SUPPLIED DATA:

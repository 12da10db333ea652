// src/shared/api/response.rs
use actix_web::{http::StatusCode, HttpResponse};
use serde::Serialize;

#[derive(Serialize)]
pub struct ApiResponse<T: Serialize> {
    pub success: bool,
    #[serde(skip_serializing_if = "Option::is_none")]
    pub data: Option<T>,
    #[serde(skip_serializing_if = "Option::is_none")]
    pub error: Option<ApiError>,
}

#[derive(Serialize, Clone)]
pub struct ApiError {
    pub code: String,
    pub message: String,
}

impl<T: Serialize> ApiResponse<T> {
    pub fn success(data: T) -> HttpResponse {
        HttpResponse::Ok().json(ApiResponse {
            success: true,
            data: Some(data),
            error: None,
        })
    }
}

impl ApiResponse<()> {
    pub fn error(status: StatusCode, code: &str, message: &str) -> HttpResponse {
        HttpResponse::build(status).json(ApiResponse::<()> {
            success: false,
            data: None,
            error: Some(ApiError {
                code: code.to_string(),
                message: message.to_string(),
            }),
        })
    }

    pub fn bad_request(code: &str, message: &str) -> HttpResponse {
        Self::error(StatusCode::BAD_REQUEST, code, message)
    }

    pub fn not_found(code: &str, message: &str) -> HttpResponse {
        Self::error(StatusCode::NOT_FOUND, code, message)
    }

    pub fn conflict(code: &str, message: &str) -> HttpResponse {
        Self::error(StatusCode::CONFLICT, code, message)
    }

    pub fn internal_error() -> HttpResponse {
        Self::error(
            StatusCode::INTERNAL_SERVER_ERROR,
            "INTERNAL_ERROR",
            "An unexpected error occurred",
        )
    }
}
//! Wire types of the jService trivia API.
//!
//! Only the fields the board needs are modeled; anything else in the payload is ignored.
#![no_std]

extern crate alloc;

use alloc::string::String;
use alloc::vec::Vec;
use serde::{Deserialize, Serialize};

/// Identifier the API assigns to a category.
pub type CategoryId = u64;

/// Base URL of the public jService deployment.
pub const DEFAULT_API_BASE: &str = "http://jservice.io/api";

/// Number of categories the public index enumerates, used to bound random offsets.
pub const DEFAULT_CATEGORY_POOL_SIZE: u32 = 18413;

/// One entry of `GET categories`.
#[derive(Clone, Debug, PartialEq, Eq, Serialize, Deserialize)]
pub struct CategorySummary {
    pub id: CategoryId,
    #[serde(default)]
    pub title: String,
    pub clues_count: u32,
}

/// Response of `GET category`.
#[derive(Clone, Debug, PartialEq, Eq, Serialize, Deserialize)]
pub struct CategoryDetail {
    pub id: CategoryId,
    pub title: String,
    pub clues_count: u32,
    #[serde(default)]
    pub clues: Vec<ClueRecord>,
}

impl CategoryDetail {
    pub fn summary(&self) -> CategorySummary {
        CategorySummary {
            id: self.id,
            title: self.title.clone(),
            clues_count: self.clues_count,
        }
    }
}

#[derive(Clone, Debug, PartialEq, Eq, Serialize, Deserialize)]
pub struct ClueRecord {
    #[serde(default)]
    pub id: Option<u64>,
    pub question: String,
    pub answer: String,
    #[serde(default)]
    pub value: Option<u32>,
}

/// URL builders for the two endpoints the board uses.
pub mod endpoint {
    use super::CategoryId;
    use alloc::format;
    use alloc::string::String;

    fn trim(base: &str) -> &str {
        base.trim_end_matches('/')
    }

    /// `GET categories?count=1&offset=<offset>`
    pub fn category_at(base: &str, offset: u32) -> String {
        format!("{}/categories?count=1&offset={}", trim(base), offset)
    }

    /// `GET category?id=<id>`
    pub fn category(base: &str, id: CategoryId) -> String {
        format!("{}/category?id={}", trim(base), id)
    }
}

#[cfg(test)]
mod tests {
    use super::*;
    use alloc::string::ToString;
    use alloc::vec;

    #[test]
    fn decodes_category_listing() {
        let body = r#"[{"id":11531,"title":"mixed bag","clues_count":5}]"#;
        let listing: Vec<CategorySummary> = serde_json::from_str(body).unwrap();

        assert_eq!(
            listing,
            vec![CategorySummary {
                id: 11531,
                title: "mixed bag".to_string(),
                clues_count: 5,
            }]
        );
    }

    #[test]
    fn decodes_category_detail_ignoring_extra_fields() {
        let body = r#"{
            "id": 1,
            "title": "Math",
            "clues_count": 2,
            "clues": [
                {"id": 10, "answer": "4", "question": "2+2", "value": 200,
                 "airdate": "1996-01-01T12:00:00.000Z", "category_id": 1, "invalid_count": null},
                {"id": 11, "answer": "2", "question": "1+1", "value": null}
            ]
        }"#;
        let detail: CategoryDetail = serde_json::from_str(body).unwrap();

        assert_eq!(detail.title, "Math");
        assert_eq!(detail.clues.len(), 2);
        assert_eq!(detail.clues[0].question, "2+2");
        assert_eq!(detail.clues[0].value, Some(200));
        assert_eq!(detail.clues[1].value, None);
        assert_eq!(detail.summary().clues_count, 2);
    }

    #[test]
    fn endpoints_tolerate_trailing_slash() {
        assert_eq!(
            endpoint::category_at("http://jservice.io/api/", 42),
            "http://jservice.io/api/categories?count=1&offset=42"
        );
        assert_eq!(
            endpoint::category(DEFAULT_API_BASE, 7),
            "http://jservice.io/api/category?id=7"
        );
    }
}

WHAT YOU ARE ASKED TO DO: Reproduce the whole listing so that each line matches the original exactly.

TASK ANSWER:
repository 12da10db333ea652
// src/shared/api/response.rs
use actix_web::{http::StatusCode, HttpResponse};
use serde::Serialize;

#[derive(Serialize)]
pub struct ApiResponse<T: Serialize> {
    pub success: bool,
    #[serde(skip_serializing_if = "Option::is_none")]
    pub data: Option<T>,
    #[serde(skip_serializing_if = "Option::is_none")]
    pub error: Option<ApiError>,
}

#[derive(Serialize, Clone)]
pub struct ApiError {
    pub code: String,
    pub message: String,
}

impl<T: Serialize> ApiResponse<T> {
    pub fn success(data: T) -> HttpResponse {
        HttpResponse::Ok().json(ApiResponse {
            success: true,
            data: Some(data),
            error: None,
        })
    }
}

impl ApiResponse<()> {
    pub fn error(status: StatusCode, code: &str, message: &str) -> HttpResponse {
        HttpResponse::build(status).json(ApiResponse::<()> {
            success: false,
            data: None,
            error: Some(ApiError {
                code: code.to_string(),
                message: message.to_string(),
            }),
        })
    }

    pub fn bad_request(code: &str, message: &str) -> HttpResponse {
        Self::error(StatusCode::BAD_REQUEST, code, message)
    }

    pub fn not_found(code: &str, message: &str) -> HttpResponse {
        Self::error(StatusCode::NOT_FOUND, code, message)
    }

    pub fn conflict(code: &str, message: &str) -> HttpResponse {
        Self::error(StatusCode::CONFLICT, code, message)
    }

    pub fn internal_error() -> HttpResponse {
        Self::error(
            StatusCode::INTERNAL_SERVER_ERROR,
            "INTERNAL_ERROR",
            "An unexpected error occurred",
        )
    }
}
//! Wire types of the jService trivia API.
//!
//! Only the fields the board needs are modeled; anything else in the payload is ignored.
#![no_std]

extern crate alloc;

use alloc::string::String;
use alloc::vec::Vec;
use serde::{Deserialize, Serialize};

/// Identifier the API assigns to a category.
pub type CategoryId = u64;

/// Base URL of the public jService deployment.
pub const DEFAULT_API_BASE: &str = "http://jservice.io/api";

/// Number of categories the public index enumerates, used to bound random offsets.
pub const DEFAULT_CATEGORY_POOL_SIZE: u32 = 18413;

/// One entry of `GET categories`.
#[derive(Clone, Debug, PartialEq, Eq, Serialize, Deserialize)]
pub struct CategorySummary {
    pub id: CategoryId,
    #[serde(default)]
    pub title: String,
    pub clues_count: u32,
}

/// Response of `GET category`.
#[derive(Clone, Debug, PartialEq, Eq, Serialize, Deserialize)]
pub struct CategoryDetail {
    pub id: CategoryId,
    pub title: String,
    pub clues_count: u32,
    #[serde(default)]
    pub clues: Vec<ClueRecord>,
}

impl CategoryDetail {
    pub fn summary(&self) -> CategorySummary {
        CategorySummary {
            id: self.id,
            title: self.title.clone(),
            clues_count: self.clues_count,
        }
    }
}

#[derive(Clone, Debug, PartialEq, Eq, Serialize, Deserialize)]
pub struct ClueRecord {
    #[serde(default)]
    pub id: Option<u64>,
    pub question: String,
    pub answer: String,
    #[serde(default)]
    pub value: Option<u32>,
}

/// URL builders for the two endpoints the board uses.
pub mod endpoint {
    use super::CategoryId;
    use alloc::format;
    use alloc::string::String;

    fn trim(base: &str) -> &str {
        base.trim_end_matches('/')
    }

    /// `GET categories?count=1&offset=<offset>`
    pub fn category_at(base: &str, offset: u32) -> String {
        format!("{}/categories?count=1&offset={}", trim(base), offset)
    }

    /// `GET category?id=<id>`
    pub fn category(base: &str, id: CategoryId) -> String {
        format!("{}/category?id={}", trim(base), id)
    }
}

#[cfg(test)]
mod tests {
    use super::*;
    use alloc::string::ToString;
    use alloc::vec;

    #[test]
    fn decodes_category_listing() {
        let body = r#"[{"id":11531,"title":"mixed bag","clues_count":5}]"#;
        let listing: Vec<CategorySummary> = serde_json::from_str(body).unwrap();

        assert_eq!(
            listing,
            vec![CategorySummary {
                id: 11531,
                title: "mixed bag".to_string(),
                clues_count: 5,
            }]
        );
    }

    #[test]
    fn decodes_category_detail_ignoring_extra_fields() {
        let body = r#"{
            "id": 1,
            "title": "Math",
            "clues_count": 2,
            "clues": [
                {"id": 10, "answer": "4", "question": "2+2", "value": 200,
                 "airdate": "1996-01-01T12:00:00.000Z", "category_id": 1, "invalid_count": null},
                {"id": 11, "answer": "2", "question": "1+1", "value": null}
            ]
        }"#;
        let detail: CategoryDetail = serde_json::from_str(body).unwrap();

        assert_eq!(detail.title, "Math");
        assert_eq!(detail.clues.len(), 2);
        assert_eq!(detail.clues[0].question, "2+2");
        assert_eq!(detail.clues[0].value, Some(200));
        assert_eq!(detail.clues[1].value, None);
        assert_eq!(detail.summary().clues_count, 2);
    }

    #[test]
    fn endpoints_tolerate_trailing_slash() {
        assert_eq!(
            endpoint::category_at("http://jservice.io/api/", 42),
            "http://jservice.io/api/categories?count=1&offset=42"
        );
        assert_eq!(
            endpoint::category(DEFAULT_API_BASE, 7),
            "http://jservice.io/api/category?id=7"
        );
    }
}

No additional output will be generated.